Collected data:
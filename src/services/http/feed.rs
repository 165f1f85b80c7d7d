use std::convert::Infallible;

use axum::{
    extract::{Query, State},
    response::sse::{Event, KeepAlive, Sse},
};
use futures_util::stream::{self, Stream};
use tokio::sync::broadcast::error::RecvError;

use super::{AdminCaller, AppState};
use crate::models::feed::FeedFilter;

/// Server-sent change events, optionally restricted to one collection.
pub async fn subscribe(
    State(state): State<AppState>,
    AdminCaller(admin): AdminCaller,
    Query(filter): Query<FeedFilter>,
) -> Sse<impl Stream<Item = Result<Event, Infallible>>> {
    log::info!("Admin {} subscribed to the change feed", admin.id);
    let receiver = state.feed.subscribe();

    let events = stream::unfold(
        (receiver, filter.collection),
        |(mut receiver, collection)| async move {
            loop {
                let change = match receiver.recv().await {
                    Ok(change) => change,
                    Err(RecvError::Lagged(skipped)) => {
                        log::warn!("Feed subscriber lagged, skipped {} events", skipped);
                        continue;
                    }
                    Err(RecvError::Closed) => return None,
                };

                if collection.is_some_and(|wanted| wanted != change.collection) {
                    continue;
                }

                match Event::default()
                    .event(change.collection.as_str())
                    .json_data(&change)
                {
                    Ok(event) => return Some((Ok(event), (receiver, collection))),
                    Err(e) => log::error!("Could not encode change event: {}", e),
                }
            }
        },
    );

    Sse::new(events).keep_alive(KeepAlive::default())
}
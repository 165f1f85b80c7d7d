use async_trait::async_trait;
use sqlx::SqlitePool;

use super::feed::ChangeFeed;
use super::{Reply, RequestHandler, Service, ServiceError};
use crate::models::chat::{ChatMessage, ConversationSummary, Sender};
use crate::models::feed::{ChangeKind, Collection};
use crate::repositories::chat::ChatRepository;
use crate::repositories::site::SiteRepository;
use crate::repositories::users::UserRepository;

const CHAT_FEATURE: &str = "chat";
const MAX_MESSAGE_LEN: usize = 4000;

pub enum ChatRequest {
    SendMessage {
        user_id: String,
        sender: Sender,
        body: String,
        response: Reply<ChatMessage>,
    },
    GetConversation {
        user_id: String,
        reader: Sender,
        response: Reply<Vec<ChatMessage>>,
    },
    ListConversations {
        response: Reply<Vec<ConversationSummary>>,
    },
    DeleteConversation {
        user_id: String,
        response: Reply<u64>,
    },
}

#[derive(Clone)]
pub struct ChatRequestHandler {
    repository: ChatRepository,
    site: SiteRepository,
    users: UserRepository,
    feed: ChangeFeed,
}

fn repository_error(e: anyhow::Error) -> ServiceError {
    ServiceError::Repository("Chat".to_string(), e.to_string())
}

impl ChatRequestHandler {
    pub fn new(sql_conn: SqlitePool, feed: ChangeFeed) -> Self {
        Self {
            repository: ChatRepository::new(sql_conn.clone()),
            site: SiteRepository::new(sql_conn.clone()),
            users: UserRepository::new(sql_conn),
            feed,
        }
    }

    async fn chat_enabled(&self) -> Result<bool, ServiceError> {
        let settings = self
            .site
            .get_settings()
            .await
            .map_err(|e| ServiceError::Repository("Site".to_string(), e.to_string()))?;

        Ok(settings.feature_enabled(CHAT_FEATURE))
    }

    pub async fn send_message(
        &self,
        user_id: &str,
        sender: Sender,
        body: &str,
    ) -> Result<ChatMessage, ServiceError> {
        let body = body.trim();
        if body.is_empty() {
            return Err(ServiceError::Validation("message must not be empty".to_string()));
        }
        if body.chars().count() > MAX_MESSAGE_LEN {
            return Err(ServiceError::Validation(format!(
                "message longer than {} characters",
                MAX_MESSAGE_LEN
            )));
        }
        if sender == Sender::User && !self.chat_enabled().await? {
            return Err(ServiceError::FeatureDisabled(CHAT_FEATURE.to_string()));
        }

        let user = self
            .users
            .get_user_by_id(user_id)
            .await
            .map_err(|e| ServiceError::Repository("Users".to_string(), e.to_string()))?;
        if user.is_none() {
            return Err(ServiceError::NotFound(format!("user {}", user_id)));
        }

        let message = self
            .repository
            .insert_message(user_id, sender, body)
            .await
            .map_err(repository_error)?;

        self.feed.publish(Collection::Chat, user_id, ChangeKind::Created);
        Ok(message)
    }

    pub async fn get_conversation(
        &self,
        user_id: &str,
        reader: Sender,
    ) -> Result<Vec<ChatMessage>, ServiceError> {
        self.repository
            .read_conversation(user_id, reader)
            .await
            .map_err(repository_error)
    }

    pub async fn list_conversations(&self) -> Result<Vec<ConversationSummary>, ServiceError> {
        self.repository
            .list_conversations()
            .await
            .map_err(repository_error)
    }

    pub async fn delete_conversation(&self, user_id: &str) -> Result<u64, ServiceError> {
        let deleted = self
            .repository
            .delete_conversation(user_id)
            .await
            .map_err(repository_error)?;
        if deleted == 0 {
            return Err(ServiceError::NotFound(format!("conversation {}", user_id)));
        }

        self.feed.publish(Collection::Chat, user_id, ChangeKind::Deleted);
        Ok(deleted)
    }
}

#[async_trait]
impl RequestHandler<ChatRequest> for ChatRequestHandler {
    async fn handle_request(&self, request: ChatRequest) {
        match request {
            ChatRequest::SendMessage {
                user_id,
                sender,
                body,
                response,
            } => {
                let message = self.send_message(&user_id, sender, &body).await;
                let _ = response.send(message);
            }
            ChatRequest::GetConversation {
                user_id,
                reader,
                response,
            } => {
                let messages = self.get_conversation(&user_id, reader).await;
                let _ = response.send(messages);
            }
            ChatRequest::ListConversations { response } => {
                let conversations = self.list_conversations().await;
                let _ = response.send(conversations);
            }
            ChatRequest::DeleteConversation { user_id, response } => {
                let deleted = self.delete_conversation(&user_id).await;
                let _ = response.send(deleted);
            }
        }
    }
}

pub struct ChatService;

impl ChatService {
    pub fn new() -> Self {
        ChatService {}
    }
}

#[async_trait]
impl Service<ChatRequest, ChatRequestHandler> for ChatService {}
use axum::{
    extract::{Path, State},
    http::StatusCode,
    Json,
};
use serde_json::{json, Value};

use super::{AdminCaller, AppState, Caller};
use crate::models::chat::{ChatMessage, ConversationSummary, NewChatMessage, Sender};
use crate::services::chat::ChatRequest;
use crate::services::{call, ServiceError};

const SERVICE: &str = "Chat";

async fn conversation(
    state: &AppState,
    user_id: String,
    reader: Sender,
) -> Result<Json<Vec<ChatMessage>>, ServiceError> {
    let messages = call(&state.channels.chat, SERVICE, |response| {
        ChatRequest::GetConversation {
            user_id,
            reader,
            response,
        }
    })
    .await?;

    Ok(Json(messages))
}

async fn send(
    state: &AppState,
    user_id: String,
    sender: Sender,
    body: String,
) -> Result<(StatusCode, Json<ChatMessage>), ServiceError> {
    let message = call(&state.channels.chat, SERVICE, |response| {
        ChatRequest::SendMessage {
            user_id,
            sender,
            body,
            response,
        }
    })
    .await?;

    Ok((StatusCode::CREATED, Json(message)))
}

pub async fn my_conversation(
    State(state): State<AppState>,
    Caller(user): Caller,
) -> Result<Json<Vec<ChatMessage>>, ServiceError> {
    conversation(&state, user.id, Sender::User).await
}

pub async fn send_mine(
    State(state): State<AppState>,
    Caller(user): Caller,
    Json(message): Json<NewChatMessage>,
) -> Result<(StatusCode, Json<ChatMessage>), ServiceError> {
    send(&state, user.id, Sender::User, message.body).await
}

pub async fn list_conversations(
    State(state): State<AppState>,
    _admin: AdminCaller,
) -> Result<Json<Vec<ConversationSummary>>, ServiceError> {
    let conversations = call(&state.channels.chat, SERVICE, |response| {
        ChatRequest::ListConversations { response }
    })
    .await?;

    Ok(Json(conversations))
}

pub async fn read_conversation(
    State(state): State<AppState>,
    _admin: AdminCaller,
    Path(user_id): Path<String>,
) -> Result<Json<Vec<ChatMessage>>, ServiceError> {
    conversation(&state, user_id, Sender::Admin).await
}

pub async fn send_reply(
    State(state): State<AppState>,
    _admin: AdminCaller,
    Path(user_id): Path<String>,
    Json(message): Json<NewChatMessage>,
) -> Result<(StatusCode, Json<ChatMessage>), ServiceError> {
    send(&state, user_id, Sender::Admin, message.body).await
}

pub async fn delete_conversation(
    State(state): State<AppState>,
    _admin: AdminCaller,
    Path(user_id): Path<String>,
) -> Result<Json<Value>, ServiceError> {
    let deleted = call(&state.channels.chat, SERVICE, |response| {
        ChatRequest::DeleteConversation { user_id, response }
    })
    .await?;

    Ok(Json(json!({ "deleted": deleted })))
}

▸ What is required:
How many lines of the records contain the word "SqlitePool"? Reply with the number and nothing else.

▸ Response to this exercise:
2